Year One Yakoff from Yakima. (This One's Got a Surprise Ending!)

I admit I'm in over my head. I'm in the middle of my first year on the tenure track. But I'm not a newbie. I have 4 years of teaching experience, three in grad school, and then 1 year as a VAP where I taught 3/3 at a private college.

But this past semester was my first time on my own, 4/4 load, my own syllabi, my own decisions, my own time management.

And I blew it. I especially blew it in my classes. I had 2 sections of the large survey course in my discipline. This was the course I was most looking forward to. But what happened was miserable. I built a "foolproof" syllabus, but then became the fool. I fell further and further behind the reading schedule. Finally, in the last 5 weeks, I had to just cut huge chunks of what we were to cover. I couldn't finish it any other way. I excused one major unit test, skipped 20 years of important developments, and sent my students into the second part of the survey sequence missing about 20% of what they need to know.

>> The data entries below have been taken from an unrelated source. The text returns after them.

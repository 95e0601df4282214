mod common;

use acgtree::model::{ConversionSet, TimeTree, same_shape};
use acgtree::newick::{
    NewickParser, NewickStyle, parse_file, parse_str, to_newick, write_newick_file,
};
use acgtree::parser::byte_parser::ByteParser;
use acgtree::parser::ParsingErrorType;
use acgtree::marginal::MarginalTreeBuilder;
use acgtree::model::Block;
use std::fs::File;

// --- TESTS NEWICK STRING PARSING ---
#[test]
fn test_basic_clonal_frame() {
    let frame = parse_str("((A:1.0,B:2.0):3.0,C:4.0):0.5;").unwrap();

    assert_eq!(frame.num_leaves(), 3);
    assert_eq!(frame.num_internal(), 2);
    assert_eq!(frame.labels().num_labels(), 3);

    // Deepest leaf B is at height 0
    let (a, b, c) = (
        frame.leaf_id("A").unwrap(),
        frame.leaf_id("B").unwrap(),
        frame.leaf_id("C").unwrap(),
    );
    assert_eq!(frame[b].height(), 0.0);
    assert_eq!(frame[a].height(), 1.0);
    assert_eq!(frame[c].height(), 1.0);
    assert_eq!(frame.tree_height(), 5.0);

    let (left, right) = frame.root().children().unwrap();
    assert_eq!(right, c);
    assert_eq!(frame[left].children(), Some((a, b)));
    assert_eq!(frame[left].height(), 2.0);
}

#[test]
fn test_comments_whitespace_and_quotes() {
    let newick = "[tree 1]\n ( ( 'Little Spotted Kiwi' : 1 , [x] Tokoeka:1e0 ) : 0.5 ,\t'Haast''s Eagle':1.5 ) ;";
    let frame = parse_str(newick).unwrap();

    assert!(frame.labels().contains_label("Little Spotted Kiwi"));
    assert!(frame.labels().contains_label("Tokoeka"));
    assert!(frame.labels().contains_label("Haast's Eagle"));
    assert_eq!(frame.tree_height(), 1.5);
}

#[test]
fn test_missing_branch_length() {
    let err = parse_str("((A:1,B):1,C:2);").unwrap_err();
    assert_eq!(err.kind(), &ParsingErrorType::MissingBranchLength);
}

#[test]
fn test_invalid_newick_strings() {
    for newick in [
        "((A:1,B:1):1,C:2)",
        "((A:1,B:1,D:1):1,C:2);",
        "((A:1,B:-1):1,C:2);",
        "(A:x,B:1);",
        "(:1,B:1);",
    ] {
        assert!(parse_str(newick).is_err(), "accepted {newick}");
    }

    let err = parse_str("((A:1,B:1):1,C:2);(D:1,E:1);").unwrap_err();
    assert!(matches!(err.kind(), ParsingErrorType::InvalidNewickString(_)));

    let err = parse_str("((A:1,B:1):1,C:2").unwrap_err();
    assert_eq!(err.kind(), &ParsingErrorType::UnexpectedEOF);
}

#[test]
fn test_zero_branch_length_is_invalid_frame() {
    let err = parse_str("((A:0,B:0):1,C:1);").unwrap_err();
    assert!(matches!(err.kind(), ParsingErrorType::InvalidTreeStructure(_)));
}

#[test]
fn test_duplicate_labels() {
    let err = parse_str("((A:1,B:1):1,A:2);").unwrap_err();
    assert!(matches!(err.kind(), ParsingErrorType::InvalidTreeStructure(_)));
}

#[test]
fn test_single_leaf() {
    let frame = parse_str("Solo;").unwrap();
    assert_eq!(frame.num_vertices(), 1);
    assert_eq!(frame.tree_height(), 0.0);
}

#[test]
fn test_parse_all() {
    let input = "((A:1,B:1):1,C:2);\n[second]\n((A:0.5,C:0.5):1,B:1.5);\n";
    let mut parser = NewickParser::new().with_num_leaves(3);
    let frames = parser.parse_all(ByteParser::for_str(input)).unwrap();

    assert_eq!(frames.len(), 2);
    assert_eq!(frames[0].tree_height(), 2.0);
    assert_eq!(frames[1].tree_height(), 1.5);
}

// --- TESTS NEWICK WRITING ---
#[test]
fn test_write_read_round_trip() {
    let newick = "(((A:0.25,B:0.25):0.5,C:0.75):1,(D:1.5,E:1.5):0.25);";
    let frame = parse_str(newick).unwrap();
    let written = to_newick(NewickStyle::Label, &frame, Some(frame.labels()));
    assert_eq!(written, newick);

    let reparsed = parse_str(&written).unwrap();
    assert!(same_shape(&frame, &reparsed));
}

#[test]
fn test_write_styles() {
    let frame = common::three_taxa_frame();
    assert_eq!(to_newick(NewickStyle::ZeroIndexed, &frame, None), "((0:1,1:1):1,2:2);");
    assert_eq!(to_newick(NewickStyle::OneIndexed, &frame, None), "((1:1,2:1):1,3:2);");
    assert_eq!(to_newick(NewickStyle::Label, &frame, None), "");
}

#[test]
fn test_write_escapes_labels() {
    let frame = parse_str("('Haast''s Eagle':1,'Kea (alpine)':1);").unwrap();
    let written = to_newick(NewickStyle::Label, &frame, Some(frame.labels()));
    assert_eq!(written, "('Haast''s Eagle':1,'Kea (alpine)':1);");
}

#[test]
fn test_labels_with_spaces_and_underscores_stay_distinct() {
    let frame = parse_str("('Blue duck':1,Blue_duck:1);").unwrap();
    assert!(frame.labels().contains_label("Blue duck"));
    assert!(frame.labels().contains_label("Blue_duck"));

    let written = to_newick(NewickStyle::Label, &frame, Some(frame.labels()));
    assert_eq!(written, "('Blue duck':1,Blue_duck:1);");

    let reparsed = parse_str(&written).unwrap();
    assert_eq!(reparsed.leaf_id("Blue duck"), frame.leaf_id("Blue duck"));
    assert_eq!(reparsed.leaf_id("Blue_duck"), frame.leaf_id("Blue_duck"));
}

#[test]
fn test_write_and_parse_file() {
    let frame = common::three_taxa_frame();
    let mut conversions = ConversionSet::new();
    conversions.add(2, 0, 0.5, [1]);

    let builder = MarginalTreeBuilder::new(&frame, &conversions);
    let trees: Vec<_> = [Block::new(0), Block::new(1)]
        .iter()
        .map(|block| builder.build(block).unwrap())
        .collect();

    let file_name = format!("acgtree_marginal_trees_{}.nwk", std::process::id());
    let path = std::env::temp_dir().join(file_name);
    let file = File::create(&path).unwrap();
    write_newick_file(file, &trees, NewickStyle::Label, Some(frame.labels())).unwrap();

    let contents = std::fs::read_to_string(&path).unwrap();
    assert_eq!(contents, "((A:1,B:1):1,C:2);\n((A:0.5,C:0.5):0.5,B:1);\n");

    let frames = parse_file(&path).unwrap();
    std::fs::remove_file(&path).unwrap();

    assert_eq!(frames.len(), 2);
    assert!(same_shape(&frames[0], &frame));
    assert_eq!(frames[1].tree_height(), 1.0);
}

#[test]
fn test_parse_missing_file() {
    let err = parse_file("does/not/exist.nwk").unwrap_err();
    assert!(matches!(err.kind(), ParsingErrorType::IoError(_)));
}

I know how to build a reading schedule, but what I could not do was cover all the essential material AND get finished in 15 weeks. I kept thinking all semester, "survey is stupid." I know that's not the answer.

I sat down over the holiday determined to rework the course - and my courses for THIS term - and I just can't seem to do it.

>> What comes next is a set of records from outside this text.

//! Structs and logic to parse clonal frames from Newick strings.
//!
//! This module provides the [NewickParser] struct, which parses single
//! strings or all trees of a byte source into [ClonalFrame]s.

use crate::model::{ClonalFrame, ClonalFrameBuilder, HEIGHT_EPSILON};
use crate::newick::defs::{DEFAULT_NUM_LEAVES_GUESS, NEWICK_LABEL_DELIMITERS, is_number_byte};
use crate::parser::byte_parser::ByteParser;
use crate::parser::parsing_error::ParsingError;
use tracing::trace;

/// Vertex as read from the string: heights are only known once the whole
/// tree (and thus its depth) has been read.
#[derive(Debug)]
struct RawVertex {
    label: Option<String>,
    children: Option<(usize, usize)>,
    branch_length: f64,
}

// =#========================================================================#=
// NEWICK PARSER
// =#========================================================================#=
/// Parser (configuration) for Newick strings of clonal frames.
///
/// Trees must be binary, and every vertex other than the root must carry a
/// branch length; a branch length of the root is accepted and ignored.
/// Node heights are derived from the branch lengths: the vertex furthest
/// from the root has height 0, every other vertex the distance to that depth.
/// Trees with leaves at different heights (serial samples) are supported.
///
/// # Configuration
/// * [`with_num_leaves(num_leaves)`](Self::with_num_leaves)
///     - Can be configured with the number of leaves of the trees to parse,
///       otherwise it is inferred from the first parsed tree.
///
/// # Parsing
/// * [`parse_str`](Self::parse_str): Parse single tree
/// * [`parse_all`](Self::parse_all): Parse all trees until EOF
///
/// # Example
/// ```
/// use acgtree::model::TimeTree;
/// use acgtree::newick::NewickParser;
/// use acgtree::parser::byte_parser::ByteParser;
///
/// let mut byte_parser = ByteParser::for_str("((Kiwi:1.0,Moa:1.0):0.5,Emu:1.5);");
/// let mut newick_parser = NewickParser::new().with_num_leaves(3);
///
/// let frame = newick_parser.parse_str(&mut byte_parser).unwrap();
/// assert_eq!(frame.tree_height(), 1.5);
/// ```
#[derive(Debug)]
pub struct NewickParser {
    know_num_leaves: bool,
    num_leaves: usize,
    vertices: Vec<RawVertex>,
}

impl Default for NewickParser {
    fn default() -> Self {
        Self::new()
    }
}

// ============================================================================
// Construction & Configuration (pub)
// ============================================================================
impl NewickParser {
    /// Creates a parser with default settings.
    pub fn new() -> Self {
        Self {
            know_num_leaves: false,
            num_leaves: DEFAULT_NUM_LEAVES_GUESS,
            vertices: Vec::new(),
        }
    }

    /// Sets the number of leaves of the trees to parse (allocation hint).
    pub fn with_num_leaves(mut self, num_leaves: usize) -> Self {
        self.num_leaves = num_leaves;
        self.know_num_leaves = true;
        self
    }
}

// ============================================================================
// API Parsing (pub)
// ============================================================================
impl NewickParser {
    /// Parses all Newick trees from the byte parser until EOF.
    ///
    /// # Arguments
    /// * `byte_parser` - A byte parser over input containing only
    ///   Newick strings, except for whitespace and `[...]` comments.
    ///
    /// # Returns
    /// * `Ok(Vec<ClonalFrame>)` - All parsed frames
    /// * `Err(ParsingError)` - If any tree fails to parse
    pub fn parse_all(
        &mut self,
        mut byte_parser: ByteParser,
    ) -> Result<Vec<ClonalFrame>, ParsingError> {
        let mut frames = Vec::new();
        loop {
            byte_parser.skip_comment_and_whitespace()?;
            if byte_parser.is_eof() {
                break;
            }
            frames.push(self.parse_str(&mut byte_parser)?);
        }
        Ok(frames)
    }

    /// Parses a single Newick tree from the given [ByteParser].
    ///
    /// # Arguments
    /// * `parser` - The byte parser positioned at the start of a Newick tree string
    ///
    /// # Returns
    /// * `Ok(ClonalFrame)` - The parsed clonal frame
    /// * `Err(ParsingError)` - If the Newick format is invalid, a branch length
    ///   is missing, or the tree does not make a valid clonal frame
    pub fn parse_str(&mut self, parser: &mut ByteParser) -> Result<ClonalFrame, ParsingError> {
        self.vertices.clear();
        self.vertices.reserve((2 * self.num_leaves).saturating_sub(1));

        self.parse_root(parser)?;
        let frame = self.assemble()?;

        if !self.know_num_leaves {
            self.num_leaves = frame.labels().num_labels();
            self.know_num_leaves = true;
        }

        Ok(frame)
    }
}

// ============================================================================
// Parsing
// ============================================================================
impl NewickParser {
    /// Parses root of tree:
    /// - `(left, right)[:branch_length];` or `label[:branch_length];`
    /// - Skips leading comments and whitespace
    /// - Ignores the branch length of the root
    fn parse_root(&mut self, parser: &mut ByteParser) -> Result<(), ParsingError> {
        parser.skip_comment_and_whitespace()?;

        let (label, children) = if parser.peek_is(b'(') {
            (None, Some(self.parse_children(parser)?))
        } else {
            (Some(self.parse_leaf_label(parser)?), None)
        };

        // Root may have an optional branch length
        self.parse_branch_length(parser)?;

        // Consume the terminating semicolon
        parser.skip_comment_and_whitespace()?;
        if !parser.consume_if(b';') {
            return Err(match parser.peek() {
                None => ParsingError::unexpected_eof(parser),
                Some(b) => ParsingError::invalid_newick_string(
                    parser,
                    format!("Expected ';' at end of tree but found {:?}", char::from(b)),
                ),
            });
        }

        self.vertices.push(RawVertex {
            label,
            children,
            branch_length: 0.0,
        });
        Ok(())
    }

    /// Parses a vertex (either internal vertex or leaf) and returns its index:
    /// - `(left, right):branch_length` or `label:branch_length`
    /// - Skips leading comments and whitespace
    fn parse_vertex(&mut self, parser: &mut ByteParser) -> Result<usize, ParsingError> {
        parser.skip_comment_and_whitespace()?;

        let (label, children) = if parser.peek_is(b'(') {
            (None, Some(self.parse_children(parser)?))
        } else {
            (Some(self.parse_leaf_label(parser)?), None)
        };

        let Some(branch_length) = self.parse_branch_length(parser)? else {
            return Err(ParsingError::missing_branch_length(parser));
        };

        self.vertices.push(RawVertex {
            label,
            children,
            branch_length,
        });
        Ok(self.vertices.len() - 1)
    }

    /// Parses children pair `(left, right)` and returns their indices:
    /// - Expects parser at opening `(`
    fn parse_children(&mut self, parser: &mut ByteParser) -> Result<(usize, usize), ParsingError> {
        // Parse: "(left"
        if !parser.consume_if(b'(') {
            return Err(Self::unexpected(parser, "'(' before children"));
        }
        let left = self.parse_vertex(parser)?;

        // Parse: ",right"
        parser.skip_comment_and_whitespace()?;
        if !parser.consume_if(b',') {
            return Err(Self::unexpected(parser, "',' between children"));
        }
        let right = self.parse_vertex(parser)?;

        // Parse: ")"
        parser.skip_comment_and_whitespace()?;
        if !parser.consume_if(b')') {
            return Err(Self::unexpected(
                parser,
                "')' after children (only binary trees are supported)",
            ));
        }

        Ok((left, right))
    }

    /// Parses the (non-empty) label of a leaf.
    fn parse_leaf_label(&mut self, parser: &mut ByteParser) -> Result<String, ParsingError> {
        let label = parser.parse_label(NEWICK_LABEL_DELIMITERS)?;
        if label.is_empty() {
            return Err(match parser.peek() {
                None => ParsingError::unexpected_eof(parser),
                Some(_) => {
                    ParsingError::invalid_newick_string(parser, "Empty leaf label".to_string())
                }
            });
        }
        Ok(label)
    }

    /// Parses optional branch length `[:number]`:
    /// - Skips comments/whitespace before and after `:`
    /// - Supports scientific notation (e.g., `1.5e-10`)
    ///
    /// # Returns
    /// - `Ok(Some(branch_length))` if found a non-negative branch length
    /// - `Ok(None)` if no branch length found
    /// - [ParsingError] if it couldn't parse the value or it is negative
    fn parse_branch_length(
        &mut self,
        parser: &mut ByteParser,
    ) -> Result<Option<f64>, ParsingError> {
        parser.skip_comment_and_whitespace()?;
        if !parser.consume_if(b':') {
            return Ok(None);
        }
        parser.skip_comment_and_whitespace()?;

        let branch_length_str = parser.consume_while(is_number_byte);
        let value: f64 = branch_length_str.parse().map_err(|_| {
            ParsingError::invalid_newick_string(
                parser,
                format!("Invalid branch length: {branch_length_str:?}"),
            )
        })?;

        if !value.is_finite() || value < 0.0 {
            return Err(ParsingError::invalid_newick_string(
                parser,
                format!("Branch length must be finite and non-negative: {value}"),
            ));
        }

        Ok(Some(value))
    }

    fn unexpected(parser: &ByteParser, expected: &str) -> ParsingError {
        match parser.peek() {
            None => ParsingError::unexpected_eof(parser),
            Some(b) => ParsingError::invalid_newick_string(
                parser,
                format!("Expected {expected} but found {:?}", char::from(b)),
            ),
        }
    }
}

// ============================================================================
// Assembly
// ============================================================================
impl NewickParser {
    /// Turns the parsed vertices into a frame.
    ///
    /// Vertices were pushed children first, so the root is last and
    /// iterating backwards visits parents before their children.
    fn assemble(&mut self) -> Result<ClonalFrame, ParsingError> {
        let num_vertices = self.vertices.len();
        let mut depths = vec![0.0_f64; num_vertices];
        for index in (0..num_vertices).rev() {
            if let Some((left, right)) = self.vertices[index].children {
                depths[left] = depths[index] + self.vertices[left].branch_length;
                depths[right] = depths[index] + self.vertices[right].branch_length;
            }
        }
        let max_depth = depths.iter().copied().fold(0.0, f64::max);

        let mut builder = ClonalFrameBuilder::new(num_vertices.div_ceil(2));
        for (index, vertex) in self.vertices.drain(..).enumerate() {
            let mut height = max_depth - depths[index];
            if height < HEIGHT_EPSILON {
                height = 0.0;
            }

            // Builder handles coincide with vertex indices
            match (vertex.children, vertex.label) {
                (Some(children), _) if index + 1 == num_vertices => {
                    builder.add_root(children, height)
                }
                (Some(children), _) => builder.add_internal(children, height),
                (None, label) => builder.add_leaf(label.as_deref().unwrap_or_default(), height),
            };
        }

        let frame = builder.build()?;
        trace!(leaves = frame.labels().num_labels(), height = max_depth, "parsed clonal frame");
        Ok(frame)
    }
}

I really think some of this is the college's fault. They have to know that a new person is going to need guidance. But after wooing me through the job process, they more or less just let me run my own ship, and that's not turned out so well. I have seriously considered asking for more help, but that's the sort of thing that should have been offered. If my students aren't ready for the second part of the survey, I think the department needs to know that they could have helped avoid that unpleasantness by helping me more.

I'd like to hear what other new proffies think about their departments and how we're introduced to our job. I've made a mess of the Fall semester, and while I may be partially to blame, I blame my colleagues just as much for not better preparing me.